Il riso viene importato soltanto per il 5%. Latte e formaggi sono al 6%. Mentre l’ortofrutta trasformata viene comprata sul mercato internazionale per una percentuale pari al 16% delle materie prime. Questo determina che ci sono altri alimenti – con ulteriori materie prime – che scarseggiano sul territorio. Allora si “chiede aiuto” ad altri: nella fattispecie l’Italia importa la pasta (attraverso il 40% dei grani), l’olio d’oliva e le farine. Rispettivamente con una percentuale del 60% e 45%.
Poi ci sono i prodotti da forno e i salumi. Sempre al 40%. Quote e percentuali che si mescolano a quella che è l’alimentazione animale. Il fabbisogno degli animali è arrivato, all’interno dello Stivale, al 65% dei mangimi. Tutto importato da fuori. Numeri che allargano, per traslato, anche il mercato degli stupefacenti. Con tutta questa necessità di comprare altrove, le tratte di viaggio dei container, delle navi e anche dei rappresentanti sono aumentate negli anni.
Quindi alla criminalità organizzata – di vario genere, non esiste soltanto un’organizzazione mafiosa: si passa dalla camorra alla ‘ndrangheta – basta individuare la necessità maggiore per infiltrarsi. I carichi di cibo vengono utilizzati come “corrieri” per portare la droga in Italia e all’estero.

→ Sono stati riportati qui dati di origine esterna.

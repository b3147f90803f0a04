//! Canonical fingerprints for configurations and reports.
//!
//! Two evaluations with the same fingerprint were run with the same
//! parameters, so their reports are directly comparable.
//!
//! ## Determinism Guarantees
//!
//! - Struct fields serialize in declaration order
//! - Vectors serialize in index order
//! - Floats are quantized to integers before hashing (see [`quantize`])

use serde::Serialize;
use xxhash_rust::xxh64::xxh64;

/// Quantization factor for float normalization.
pub const FLOAT_QUANTIZATION_FACTOR: f64 = 1_000_000.0;

/// Serialize a value to canonical JSON bytes.
pub fn to_canonical_bytes<T: Serialize>(value: &T) -> Vec<u8> {
    serde_json::to_vec(value).expect("Canonical serialization failed")
}

/// Compute canonical hash of a serializable value.
pub fn canonical_hash<T: Serialize>(value: &T) -> u64 {
    xxh64(&to_canonical_bytes(value), 0)
}

/// Compute canonical hash and return as hex string.
pub fn canonical_hash_hex<T: Serialize>(value: &T) -> String {
    format!("{:016x}", canonical_hash(value))
}

/// Quantize a float to an integer so that hashing is insensitive to float
/// formatting.
pub fn quantize(value: f64) -> i64 {
    (value * FLOAT_QUANTIZATION_FACTOR).round() as i64
}
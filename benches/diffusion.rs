//! Performance benchmarks for diffusion and seed selection.
//!
//! Run with: `cargo bench --bench diffusion`
//!
//! ## Workloads
//!
//! | Benchmark | What it measures |
//! |-----------|------------------|
//! | `diffuse_stage` | One full stage (activation, propagation, commit) |
//! | `seed_selection` | Ranking plus diversity-constrained greedy pick |
//! | `evaluate` | Complete multi-trial evaluation |

use criterion::{black_box, criterion_group, criterion_main, BenchmarkId, Criterion, Throughput};
use rand::{Rng, SeedableRng};
use rand_chacha::ChaCha8Rng;
use std::sync::Arc;

use contagion_kernel::{
    select_seeds, AdjacencyGraph, DiffusionEngine, DiffusionModel, EngineConfig,
    EvaluationConfig, NodeId, PerformanceEvaluator, SeedStrategy, StrategySeeds, Topology,
};

/// Random geometric graph in the unit square.
fn geometric_graph(n: usize, radius: f64, seed: u64) -> AdjacencyGraph {
    let mut rng = ChaCha8Rng::seed_from_u64(seed);
    let points: Vec<(f64, f64)> = (0..n).map(|_| (rng.gen(), rng.gen())).collect();
    let r2 = radius * radius;

    let mut pairs = Vec::new();
    for i in 0..n {
        for j in (i + 1)..n {
            let (dx, dy) = (points[i].0 - points[j].0, points[i].1 - points[j].1);
            if dx * dx + dy * dy <= r2 {
                pairs.push((i, j));
            }
        }
    }
    AdjacencyGraph::from_pairs(n, pairs).expect("valid geometric graph")
}

/// Benchmark a single stage on graphs of increasing size.
fn bench_diffuse_stage(c: &mut Criterion) {
    let mut group = c.benchmark_group("diffuse_stage");

    for size in [300, 1_000, 3_000] {
        let graph = Arc::new(geometric_graph(size, 0.125 * (300.0 / size as f64).sqrt(), 7));
        group.throughput(Throughput::Elements(graph.num_nodes() as u64));
        group.bench_with_input(BenchmarkId::new("nodes", size), &graph, |b, graph| {
            let mut engine = DiffusionEngine::new(
                Arc::clone(graph),
                DiffusionModel::threshold(0.95, 0.5),
                &[NodeId::new(0)],
                EngineConfig::default(),
                ChaCha8Rng::seed_from_u64(1),
            )
            .expect("engine");
            let mut stage = 0;
            b.iter(|| {
                stage += 1;
                black_box(engine.diffuse_stage(stage))
            })
        });
    }

    group.finish();
}

/// Benchmark seed selection per strategy.
fn bench_seed_selection(c: &mut Criterion) {
    let graph = geometric_graph(300, 0.125, 11);
    let mut group = c.benchmark_group("seed_selection");

    for strategy in [SeedStrategy::Degree, SeedStrategy::Betweenness, SeedStrategy::Closeness] {
        group.bench_with_input(BenchmarkId::new("strategy", strategy), &strategy, |b, &strategy| {
            let mut rng = ChaCha8Rng::seed_from_u64(0);
            b.iter(|| black_box(select_seeds(&graph, strategy, 5, 3, &mut rng).expect("selection")))
        });
    }

    group.finish();
}

/// Benchmark a full evaluation.
fn bench_evaluate(c: &mut Criterion) {
    let graph = Arc::new(geometric_graph(300, 0.125, 13));
    let config = EvaluationConfig { goal: 0.9, attempts: 20, max_stages: 60, ..Default::default() };
    let evaluator = PerformanceEvaluator::new(graph, DiffusionModel::threshold(0.95, 1.0), config).expect("evaluator");
    let seeding = StrategySeeds::new(SeedStrategy::Degree, 3, 2);

    c.bench_function("evaluate/degree_20_trials", |b| {
        b.iter(|| black_box(evaluator.evaluate(&seeding).expect("evaluation")))
    });
}

criterion_group!(benches, bench_diffuse_stage, bench_seed_selection, bench_evaluate);
criterion_main!(benches);
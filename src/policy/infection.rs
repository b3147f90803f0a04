//! Infection decisions.

use rand::RngCore;

use crate::types::NodeState;
use super::{bernoulli, InfectionPolicy};

/// Every eligible contact infects.
#[derive(Debug, Clone, Copy, Default)]
pub struct AlwaysInfect;

impl InfectionPolicy for AlwaysInfect {
    fn name(&self) -> &'static str {
        "always_infect"
    }

    fn decide(&self, _parent: &NodeState, _child: &NodeState, _rng: &mut dyn RngCore) -> bool {
        true
    }
}

/// No contact ever infects.
#[derive(Debug, Clone, Copy, Default)]
pub struct NeverInfect;

impl InfectionPolicy for NeverInfect {
    fn name(&self) -> &'static str {
        "never_infect"
    }

    fn decide(&self, _parent: &NodeState, _child: &NodeState, _rng: &mut dyn RngCore) -> bool {
        false
    }
}

/// Infects when a uniform draw falls below the child's infection probability.
#[derive(Debug, Clone, Copy, Default)]
pub struct ThresholdInfection;

impl InfectionPolicy for ThresholdInfection {
    fn name(&self) -> &'static str {
        "threshold_infection"
    }

    fn decide(&self, _parent: &NodeState, child: &NodeState, rng: &mut dyn RngCore) -> bool {
        bernoulli(child.infection_probability(), rng)
    }
}
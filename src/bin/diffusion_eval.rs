//! Diffusion Evaluation Binary
//!
//! Runs the performance evaluator over a network read from an edge-list
//! file and prints one JSON report per seeding strategy.
//!
//! ## Configuration
//!
//! Environment variables:
//! - `GRAPH_PATH`: Edge-list JSON file (or pass it as the first argument)
//! - `GOAL`: Target infected fraction (default: 0.9)
//! - `ATTEMPTS`: Trials per strategy (default: 100)
//! - `MAX_STAGES`: Stage budget per trial (default: 100)
//! - `PLATEAU_TOLERANCE`: Non-growing stages tolerated (default: 5)
//! - `RNG_SEED`: Base random seed (default: 0)
//! - `RESELECT_SEEDS`: Redraw random seeds every trial (default: false)
//! - `STRATEGY`: random, degree, betweenness, closeness or all (default: all)
//! - `SEED_COUNT`: Number of seed nodes (default: 1)
//! - `MIN_DISTANCE`: Minimum pairwise seed distance (default: 0)
//! - `ACTIVATION`: threshold or coin_flip (default: threshold)
//! - `ACTIVATION_PROBABILITY`: Per-node activation probability (default: 0.95)
//! - `INFECTION_PROBABILITY`: Per-node infection probability (default: 1.0)
//! - `PROPAGATION`: "multi" or "root:<id>" (default: multi)
//! - `RUST_LOG`: Log level filter (default: info)
//! - `LOG_FORMAT`: "json" for structured logs, "pretty" for development (default: json)
//!
//! ## Usage
//!
//! ```bash
//! STRATEGY=degree SEED_COUNT=3 MIN_DISTANCE=2 cargo run --bin diffusion_eval -- graph.json
//! ```

use std::str::FromStr;
use std::sync::Arc;
use std::time::Instant;

use serde::Serialize;
use tracing::{info, warn};
use tracing_subscriber::{
    fmt::{self, format::FmtSpan},
    layer::SubscriberExt,
    util::SubscriberInitExt,
    EnvFilter,
};

use contagion_kernel::{
    AdjacencyGraph, CoinFlip, Constant, DiffusionModel, EdgeList, EngineConfig, EvaluationConfig,
    EvaluationReport, NodeId, PerformanceEvaluator, SeedSelectionPolicy, SeedStrategy,
    StrategySeeds, ThresholdActivation, ThresholdInfection, Topology, REPORT_SCHEMA_VERSION,
};

/// Initialize the tracing subscriber with JSON or pretty format.
///
/// Logs go to stderr so stdout carries only the report.
fn init_tracing() {
    let log_format = std::env::var("LOG_FORMAT").unwrap_or_else(|_| "json".to_string());

    let filter = EnvFilter::try_from_default_env()
        .unwrap_or_else(|_| "diffusion_eval=info,contagion_kernel=info".into());

    if log_format == "pretty" {
        tracing_subscriber::registry()
            .with(filter)
            .with(
                fmt::layer()
                    .with_writer(std::io::stderr)
                    .with_target(true)
                    .with_span_events(FmtSpan::CLOSE)
            )
            .init();
    } else {
        tracing_subscriber::registry()
            .with(filter)
            .with(
                fmt::layer()
                    .json()
                    .with_writer(std::io::stderr)
                    .with_target(true)
                    .with_current_span(true)
                    .flatten_event(true)
            )
            .init();
    }
}

/// Read an environment variable, falling back to `default` when unset or
/// unparsable.
fn env_or<T: FromStr>(name: &str, default: T) -> T {
    match std::env::var(name) {
        Ok(raw) => match raw.parse() {
            Ok(value) => value,
            Err(_) => {
                warn!(variable = name, value = %raw, "Unparsable value, using default");
                default
            }
        },
        Err(_) => default,
    }
}

fn parse_propagation(raw: &str) -> Result<EngineConfig, String> {
    match raw.trim() {
        "multi" | "" => Ok(EngineConfig::multi_source()),
        other => other
            .strip_prefix("root:")
            .and_then(|id| id.parse::<usize>().ok())
            .map(|id| EngineConfig::fixed_root(NodeId::new(id)))
            .ok_or_else(|| format!("invalid PROPAGATION value: {}", other)),
    }
}

fn build_model() -> Result<DiffusionModel, String> {
    let ap = env_or("ACTIVATION_PROBABILITY", 0.95);
    let ip = env_or("INFECTION_PROBABILITY", 1.0);
    match std::env::var("ACTIVATION").unwrap_or_else(|_| "threshold".to_string()).as_str() {
        "threshold" => Ok(DiffusionModel::new(Constant(ap), Constant(ip), ThresholdActivation, ThresholdInfection)),
        "coin_flip" => Ok(DiffusionModel::new(Constant(ap), Constant(ip), CoinFlip, ThresholdInfection)),
        other => Err(format!("invalid ACTIVATION value: {}", other)),
    }
}

#[derive(Serialize)]
struct Output<'a> {
    schema_version: &'a str,
    nodes: usize,
    edges: usize,
    config: &'a EvaluationConfig,
    reports: &'a [EvaluationReport],
}

fn main() -> Result<(), Box<dyn std::error::Error>> {
    init_tracing();

    info!(version = env!("CARGO_PKG_VERSION"), "Starting diffusion evaluation");

    let path = std::env::args()
        .nth(1)
        .or_else(|| std::env::var("GRAPH_PATH").ok())
        .ok_or("graph path required: pass it as an argument or set GRAPH_PATH")?;

    let load_start = Instant::now();
    let list: EdgeList = serde_json::from_str(&std::fs::read_to_string(&path)?)?;
    let graph = Arc::new(AdjacencyGraph::from_edge_list(&list)?);
    info!(
        path = %path,
        nodes = graph.num_nodes(),
        edges = graph.num_edges(),
        latency_ms = load_start.elapsed().as_millis() as u64,
        "Graph loaded"
    );

    let engine = parse_propagation(&std::env::var("PROPAGATION").unwrap_or_default())?;
    let defaults = EvaluationConfig::default();
    let config = EvaluationConfig {
        goal: env_or("GOAL", defaults.goal),
        attempts: env_or("ATTEMPTS", defaults.attempts),
        max_stages: env_or("MAX_STAGES", defaults.max_stages),
        plateau_tolerance: env_or("PLATEAU_TOLERANCE", defaults.plateau_tolerance),
        rng_seed: env_or("RNG_SEED", defaults.rng_seed),
        reselect_seeds: env_or("RESELECT_SEEDS", defaults.reselect_seeds),
        engine,
    };
    let model = build_model()?;
    info!(config_hash = %config.params_hash(), model = ?model, "Configuration loaded");

    let count = env_or("SEED_COUNT", 1usize);
    let min_distance = env_or("MIN_DISTANCE", 0usize);
    let strategies: Vec<SeedStrategy> = match std::env::var("STRATEGY").as_deref() {
        Err(_) | Ok("all") => SeedStrategy::ALL.to_vec(),
        Ok(name) => vec![name.parse()?],
    };
    let policies: Vec<StrategySeeds> = strategies
        .into_iter()
        .map(|s| StrategySeeds::new(s, count, min_distance))
        .collect();
    let policy_refs: Vec<&dyn SeedSelectionPolicy> =
        policies.iter().map(|p| p as &dyn SeedSelectionPolicy).collect();

    let run_start = Instant::now();
    let evaluator = PerformanceEvaluator::new(Arc::clone(&graph), model, config.clone())?;
    let reports = evaluator.compare_strategies(&policy_refs)?;
    info!(
        strategies = reports.len(),
        latency_ms = run_start.elapsed().as_millis() as u64,
        "Evaluation finished"
    );

    let output = Output {
        schema_version: REPORT_SCHEMA_VERSION,
        nodes: graph.num_nodes(),
        edges: graph.num_edges(),
        config: &config,
        reports: &reports,
    };
    println!("{}", serde_json::to_string_pretty(&output)?);

    Ok(())
}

Restando in tema di percentuali, ciascuna organizzazione di stampo mafioso guadagna dalla droga il 50% del proprio introito. L’ultimo rapporto pubblicato da AGI parla di circa 40 miliardi l’anno. Il 2% del PIL. Un’economia sommersa (non dichiarata ufficialmente) che agisce alla luce del sole anche attraverso le rotte alimentari.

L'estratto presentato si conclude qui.